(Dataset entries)
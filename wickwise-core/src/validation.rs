//! Physical-range checks run before any arithmetic.
//!
//! Inputs are rejected, never clamped. Only the heuristic scorers clamp, and
//! only their outputs.

use crate::{
    error::{Result, WickwiseError},
    reference::Strip,
    simulation::flow::FlowConstants,
};
use wickwise_schemas::{
    design::DesignState,
    environment::EnvironmentSpec,
    material::{ComponentCategory, MaterialSpec},
    particle::ParticleSpec,
    sample::SampleSpec,
};

fn finite(field: &str, value: f64) -> Result<f64> {
    if value.is_finite() {
        Ok(value)
    } else {
        Err(WickwiseError::invalid(field, value, "must be a finite number"))
    }
}

pub(crate) fn positive(field: &str, value: f64) -> Result<f64> {
    if finite(field, value)? > 0.0 {
        Ok(value)
    } else {
        Err(WickwiseError::invalid(field, value, "must be greater than zero"))
    }
}

fn non_negative(field: &str, value: f64) -> Result<f64> {
    if finite(field, value)? >= 0.0 {
        Ok(value)
    } else {
        Err(WickwiseError::invalid(field, value, "must not be negative"))
    }
}

fn within(field: &str, value: f64, min: f64, max: f64) -> Result<f64> {
    if (min..=max).contains(&finite(field, value)?) {
        Ok(value)
    } else {
        Err(WickwiseError::invalid(
            field,
            value,
            format!("must be between {} and {}", min, max),
        ))
    }
}

/// Membrane attributes the flow model cannot run without.
#[derive(Debug, Clone, Copy, PartialEq)]
pub struct MembraneGeometry {
    pub pore_size_um: f64,
    pub flow_time_s: f64,
    pub porosity: f64,
}

pub fn membrane_geometry(membrane: &MaterialSpec) -> Result<MembraneGeometry> {
    let required = |name: &str, value: Option<f64>| {
        value.ok_or_else(|| {
            WickwiseError::invalid(
                format!("{}.{}", membrane.material_id, name),
                "<missing>",
                "required for membranes",
            )
        })
    };

    Ok(MembraneGeometry {
        pore_size_um: required("pore_size_um", membrane.pore_size_um)?,
        flow_time_s: required("flow_time_s", membrane.flow_time_s)?,
        porosity: required("porosity", membrane.porosity)?,
    })
}

pub fn validate_material(spec: &MaterialSpec) -> Result<()> {
    let field = |name: &str| format!("{}.{}", spec.material_id, name);

    non_negative(&field("cost"), spec.cost)?;
    if let Some(value) = spec.pore_size_um {
        positive(&field("pore_size_um"), value)?;
    }
    if let Some(value) = spec.flow_time_s {
        positive(&field("flow_time_s"), value)?;
    }
    if let Some(value) = spec.thickness_um {
        positive(&field("thickness_um"), value)?;
    }
    if let Some(value) = spec.porosity {
        within(&field("porosity"), value, 0.0, 1.0)?;
    }
    if let Some(value) = spec.protein_binding_ug_cm2 {
        non_negative(&field("protein_binding_ug_cm2"), value)?;
    }
    if let Some(value) = spec.absorption_capacity_ul_cm2 {
        non_negative(&field("absorption_capacity_ul_cm2"), value)?;
    }
    if let Some(value) = spec.release_efficiency {
        within(&field("release_efficiency"), value, 0.0, 1.0)?;
    }
    if spec.category == ComponentCategory::Membrane {
        membrane_geometry(spec)?;
    }
    Ok(())
}

pub fn validate_sample(sample: &SampleSpec) -> Result<()> {
    positive("sample.viscosity_cp", sample.viscosity_cp)?;
    positive("sample.surface_tension_mn_m", sample.surface_tension_mn_m)?;
    within("sample.ph", sample.ph, 0.0, 14.0)?;
    non_negative("sample.ionic_strength_mm", sample.ionic_strength_mm)?;
    positive("sample.density_g_ml", sample.density_g_ml)?;
    Ok(())
}

pub fn validate_particle(particle: &ParticleSpec) -> Result<()> {
    positive("particle.size_nm", particle.size_nm)?;
    positive("particle.density_g_cm3", particle.density_g_cm3)?;
    positive("particle.optimal_size.optimum_nm", particle.optimal_size.optimum_nm)?;
    non_negative("particle.cost", particle.cost)?;
    finite("particle.zeta_potential_mv", particle.zeta_potential_mv)?;
    non_negative("particle.aggregation_threshold_mm", particle.aggregation_threshold_mm)?;
    positive("particle.shelf_life_months", particle.shelf_life_months)?;
    Ok(())
}

pub fn validate_environment(environment: &EnvironmentSpec) -> Result<()> {
    // Below -25 °C the exponential viscosity correction leaves any sane range.
    within("environment.temperature_c", environment.temperature_c, -25.0, 80.0)?;
    within("environment.humidity_pct", environment.humidity_pct, 0.0, 100.0)?;
    Ok(())
}

/// Checks calibration constants so every valid design yields a positive,
/// finite flow time and a real wicking rate.
pub fn validate_constants(constants: &FlowConstants) -> Result<()> {
    non_negative("constants.viscosity_temp_coeff", constants.viscosity_temp_coeff)?;
    non_negative("constants.surface_tension_temp_coeff", constants.surface_tension_temp_coeff)?;
    finite("constants.reference_temp_c", constants.reference_temp_c)?;
    let angle = finite("constants.contact_angle_deg", constants.contact_angle_deg)?;
    if !(0.0..90.0).contains(&angle) {
        return Err(WickwiseError::invalid(
            "constants.contact_angle_deg",
            angle,
            "must be at least 0 and below 90 degrees",
        ));
    }
    positive("constants.washburn_divisor", constants.washburn_divisor)?;
    positive("constants.strip_length_mm", constants.strip_length_mm)?;
    non_negative("constants.pad_weight", constants.pad_weight)?;
    positive("constants.pad_neutral_flow_time_s", constants.pad_neutral_flow_time_s)?;
    finite("constants.viscosity_exponent", constants.viscosity_exponent)?;
    positive("constants.surface_tension_reference", constants.surface_tension_reference)?;
    finite("constants.surface_tension_exponent", constants.surface_tension_exponent)?;
    positive("constants.min_flow_rate", constants.min_flow_rate)?;
    Ok(())
}

/// Checks every numeric field the engine will read for this design.
pub fn validate_design(design: &DesignState, strip: &Strip<'_>) -> Result<()> {
    for (_, material) in strip.iter() {
        validate_material(material)?;
    }
    validate_sample(&design.sample)?;
    validate_particle(&design.particle)?;
    validate_environment(&design.environment)?;
    Ok(())
}

#[cfg(test)]
mod tests {
    use super::*;
    use crate::reference::ReferenceData;

    #[test]
    fn rejects_non_positive_viscosity() {
        let reference = ReferenceData::builtin();
        let mut sample = reference.get_sample_defaults(&wickwise_schemas::sample::SampleType::Water);
        sample.viscosity_cp = 0.0;
        let err = validate_sample(&sample).unwrap_err();
        assert!(matches!(
            err,
            WickwiseError::InvalidInput { ref field, .. } if field == "sample.viscosity_cp"
        ));
    }

    #[test]
    fn rejects_ph_outside_scale() {
        let reference = ReferenceData::builtin();
        let mut sample = reference.get_sample_defaults(&wickwise_schemas::sample::SampleType::Urine);
        sample.ph = 14.5;
        assert!(validate_sample(&sample).is_err());
        sample.ph = 14.0;
        assert!(validate_sample(&sample).is_ok());
    }

    #[test]
    fn membrane_without_porosity_is_rejected() {
        let reference = ReferenceData::builtin();
        let mut membrane = reference
            .get_material(ComponentCategory::Membrane, "prima-40")
            .unwrap()
            .clone();
        membrane.porosity = None;
        let err = validate_material(&membrane).unwrap_err();
        assert!(err.to_string().contains("prima-40.porosity"));
    }

    #[test]
    fn default_constants_pass() {
        assert!(validate_constants(&FlowConstants::default()).is_ok());
    }

    #[test]
    fn contact_angle_must_stay_below_ninety_degrees() {
        let constants = FlowConstants {
            contact_angle_deg: 90.0,
            ..FlowConstants::default()
        };
        let err = validate_constants(&constants).unwrap_err();
        assert!(matches!(
            err,
            WickwiseError::InvalidInput { ref field, .. } if field == "constants.contact_angle_deg"
        ));
    }

    #[test]
    fn negative_cost_is_rejected() {
        let reference = ReferenceData::builtin();
        let mut pad = reference
            .get_material(ComponentCategory::AbsorbentPad, "cotton")
            .unwrap()
            .clone();
        pad.cost = -0.01;
        assert!(validate_material(&pad).is_err());
    }
}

__Exercise brief__
Whenever a line in the data above contains the word "format", include it in the tally, and report only the final number.

__Solved exercise__
3